Information monopolies are a "vexing" problem, but data protection laws alone can't fix them, a UK parliamentary committee has been told.

Members of the House of Lords committee investigating artificial intelligence yesterday quizzed experts on how personal data should be owned, managed and used.

The peers voiced concerns about the emergence of data monopolies, where the biggest companies are gaining a stranglehold on increasing amounts of people's data.

At the hearing, Labour peer Anthony Giddens pointed to reports that 126 million Facebook users had viewed Russia-linked posts on the site, as a way to demonstrate the extent of such firms' influence.

"How would you think your way through that, in what is clearly, in relation to traditional corporations, close to a system monopoly?" he asked the panel.

Information commissioner Elizabeth Denham responded: "I think it is a vexing problem, and I do agree that people are getting more and more concerned about information monopolies that offer many, many kinds of services and link and collect all kinds of data."

But she argued the focus should be on competition authorities – not the data regulators.

"Data protection doesn't necessarily give you a way forward if the companies are collecting and using information in accordance with the law.

"Data protection doesn't stop mergers and acquisitions where the purpose is to exploit more personal data... I think the competition authorities have a role to play as more and more data is put together."

Fellow panelist Sandra Wachter, a researcher at the Oxford Internet Institute, agreed that only competition law could directly address monopolies, but suggested data protection regs giving more rights to data portability might benefit SMEs.
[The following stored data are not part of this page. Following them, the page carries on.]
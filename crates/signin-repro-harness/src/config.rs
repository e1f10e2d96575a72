//! Harness configuration.
//!
//! All settings live in a single `config.toml` file at
//! `~/.config/signin-repro/config.toml` by default.
//!
//! `google.web_client_id` may be written as `env::VAR_NAME` to read the value
//! from the environment instead of committing it to the file.

use std::path::{Path, PathBuf};

use serde::{Deserialize, Serialize};
use signin_repro_auth::SignInConfig;
use signin_repro_core::LogStore;

/// Configuration for the harness.
#[derive(Debug, Clone, Default, Serialize, Deserialize)]
#[serde(default)]
pub struct HarnessConfig {
    /// Debug mode.
    pub debug: bool,

    /// Sign-in options.
    pub google: GoogleSettings,

    /// Diagnostic log settings.
    pub logs: LogSettings,

    /// Analytics settings.
    pub analytics: AnalyticsSettings,
}

/// Sign-in options as written in `config.toml`.
#[derive(Debug, Clone, Serialize, Deserialize)]
#[serde(default)]
pub struct GoogleSettings {
    /// OAuth web client ID (supports the `env::` prefix).
    pub web_client_id: Option<String>,

    /// Request offline access.
    pub offline_access: bool,

    /// OAuth scopes.
    pub scopes: Vec<String>,
}

impl Default for GoogleSettings {
    fn default() -> Self {
        let defaults = SignInConfig::default();
        Self {
            web_client_id: None,
            offline_access: defaults.offline_access,
            scopes: defaults.scopes,
        }
    }
}

/// Diagnostic log settings.
#[derive(Debug, Clone, Serialize, Deserialize)]
#[serde(default)]
pub struct LogSettings {
    /// Number of lines kept on screen.
    pub capacity: usize,
}

impl Default for LogSettings {
    fn default() -> Self {
        Self {
            capacity: LogStore::DEFAULT_CAPACITY,
        }
    }
}

/// Analytics settings.
#[derive(Debug, Clone, Serialize, Deserialize)]
#[serde(default)]
pub struct AnalyticsSettings {
    /// Initialize analytics at startup.
    pub enabled: bool,
}

impl Default for AnalyticsSettings {
    fn default() -> Self {
        Self { enabled: true }
    }
}

impl HarnessConfig {
    /// Loads configuration from the default path, or defaults if absent.
    pub fn load() -> Result<Self, String> {
        let path = Self::default_path();
        if path.exists() {
            Self::load_from(&path)
        } else {
            Ok(Self::default())
        }
    }

    /// Loads configuration from a specific path.
    pub fn load_from(path: &Path) -> Result<Self, String> {
        let content =
            std::fs::read_to_string(path).map_err(|e| format!("failed to read config: {}", e))?;
        Self::parse(&content)
    }

    /// Parses configuration from TOML text.
    pub fn parse(content: &str) -> Result<Self, String> {
        toml::from_str(content).map_err(|e| format!("failed to parse config: {}", e))
    }

    /// Returns the default configuration file path.
    pub fn default_path() -> PathBuf {
        Self::default_config_dir().join("config.toml")
    }

    /// Returns the default configuration directory.
    pub fn default_config_dir() -> PathBuf {
        dirs::config_dir()
            .unwrap_or_else(|| PathBuf::from("."))
            .join("signin-repro")
    }

    /// Checks every section.
    pub fn validate(&self) -> Result<(), String> {
        if self.logs.capacity == 0 {
            return Err("logs.capacity must be at least 1".to_string());
        }
        self.google.to_sign_in_config()?;
        Ok(())
    }
}

impl GoogleSettings {
    /// Resolves references and builds the provider options.
    pub fn to_sign_in_config(&self) -> Result<SignInConfig, String> {
        let web_client_id = self
            .web_client_id
            .as_deref()
            .map(resolve_reference)
            .transpose()
            .map_err(|e| format!("failed to resolve web_client_id: {}", e))?;

        let config = SignInConfig {
            web_client_id,
            offline_access: self.offline_access,
            scopes: self.scopes.clone(),
        };
        config.validate()?;
        Ok(config)
    }
}

/// Expands `env::VAR` to the value of `$VAR`; other values pass through.
pub fn resolve_reference(value: &str) -> Result<String, String> {
    match value.strip_prefix("env::") {
        Some(var) => {
            std::env::var(var).map_err(|_| format!("environment variable `{}` is not set", var))
        }
        None => Ok(value.to_string()),
    }
}

#[cfg(test)]
mod tests {
    use super::*;

    #[test]
    fn defaults() {
        let config = HarnessConfig::default();
        assert!(!config.debug);
        assert!(config.google.web_client_id.is_none());
        assert!(config.google.offline_access);
        assert_eq!(config.logs.capacity, 300);
        assert!(config.analytics.enabled);
        assert!(config.validate().is_ok());
    }

    #[test]
    fn parse_full_file() {
        let config = HarnessConfig::parse(
            r#"
debug = true

[google]
web_client_id = "123-abc.apps.googleusercontent.com"
offline_access = false
scopes = ["email", "profile"]

[logs]
capacity = 50

[analytics]
enabled = false
"#,
        )
        .unwrap();

        assert!(config.debug);
        assert_eq!(config.logs.capacity, 50);
        assert!(!config.analytics.enabled);

        let sign_in = config.google.to_sign_in_config().unwrap();
        assert_eq!(
            sign_in.web_client_id.as_deref(),
            Some("123-abc.apps.googleusercontent.com")
        );
        assert!(!sign_in.offline_access);
        assert_eq!(sign_in.scopes, vec!["email", "profile"]);
    }

    #[test]
    fn partial_sections_keep_defaults() {
        let config = HarnessConfig::parse("[google]\n").unwrap();
        assert!(config.google.offline_access);
        assert_eq!(config.google.scopes, vec!["email"]);
        assert_eq!(config.logs.capacity, 300);
    }

    #[test]
    fn env_reference_resolves() {
        unsafe {
            std::env::set_var("_SIGNIN_REPRO_TEST_WEB_ID", "env-id.apps.googleusercontent.com");
        }
        let settings = GoogleSettings {
            web_client_id: Some("env::_SIGNIN_REPRO_TEST_WEB_ID".to_string()),
            ..GoogleSettings::default()
        };
        let config = settings.to_sign_in_config().unwrap();
        assert_eq!(
            config.web_client_id.as_deref(),
            Some("env-id.apps.googleusercontent.com")
        );
        unsafe {
            std::env::remove_var("_SIGNIN_REPRO_TEST_WEB_ID");
        }
    }

    #[test]
    fn missing_env_reference_errors() {
        let settings = GoogleSettings {
            web_client_id: Some("env::_SIGNIN_REPRO_MISSING_12345".to_string()),
            ..GoogleSettings::default()
        };
        let err = settings.to_sign_in_config().unwrap_err();
        assert!(err.contains("not set"));
    }

    #[test]
    fn invalid_client_id_fails_validation() {
        let config = HarnessConfig::parse("[google]\nweb_client_id = \"nope\"\n").unwrap();
        assert!(config.validate().is_err());
    }

    #[test]
    fn zero_capacity_fails_validation() {
        let config = HarnessConfig::parse("[logs]\ncapacity = 0\n").unwrap();
        assert!(config.validate().unwrap_err().contains("capacity"));
    }

    #[test]
    fn load_from_file() {
        let dir = tempfile::tempdir().unwrap();
        let path = dir.path().join("config.toml");
        std::fs::write(&path, "[logs]\ncapacity = 10\n").unwrap();

        let config = HarnessConfig::load_from(&path).unwrap();
        assert_eq!(config.logs.capacity, 10);

        let missing = HarnessConfig::load_from(&dir.path().join("missing.toml"));
        assert!(missing.unwrap_err().contains("failed to read config"));
    }

    #[test]
    fn plain_values_pass_through() {
        assert_eq!(resolve_reference("plain").unwrap(), "plain");
    }
}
"An individual can take data from one data controller to another – that could enhance competition in a healthy way... without that need to regulate," she said.

University of Westminster ethicist Mercedes Bunz implied that it was too late to tackle monopolies of data ownership in some fields.

"The competition is nearly gone" in natural-language processing, she said, as Google, Facebook, Microsoft and IBM have a strong hold over such databanks.

She argued that there is "no easy monopoly or ownership of data" in the same way for transport or health data.

The committee also asked panelists what they thought of a recent government-sponsored report into AI, which stopped short of calling for specific regulation.

This was OK'd by the assembled panels, and participants in a second session said it was probably too soon for a specific AI watchdog or regulations.

"It feels premature to have a regulator for AI," said Olivier Thereaux, head of technology for the Open Data Institute .

"What's more useful right now is recognising that AI will be used across many sectors, many of which have regulators. They need help to figure out the impact of AI... for the moment that would probably be more impactful."

Javier Ruiz Diaz, policy director at the Open Rights Group, said that, given a lot of regulators needed to be informed about AI, it would be "more useful" to have an independent body that would offer advice and help.

The inquiry continues later this month.

Bootnote

Although the witnesses were clearly cautious of the way giant corporates are exploiting the data they hold on users, not all the committee members seemed so bothered.

Matt Ridley told the group: "Indeed, thinking about it, I'm a lot more comfortable with a bot knowing about my internet habits through my usage than a person, because a person might tell the Daily Mail... The fact it is a machine is to some extent reassuring to me, because I don't care."

Perhaps trying to reassure observers that not everyone on the committee was so blasé about the subject they're investigating, committee chairman Lib Dem Lord Clement-Jones later added: "Some of us may be less relaxed than Viscount Ridley on these matters."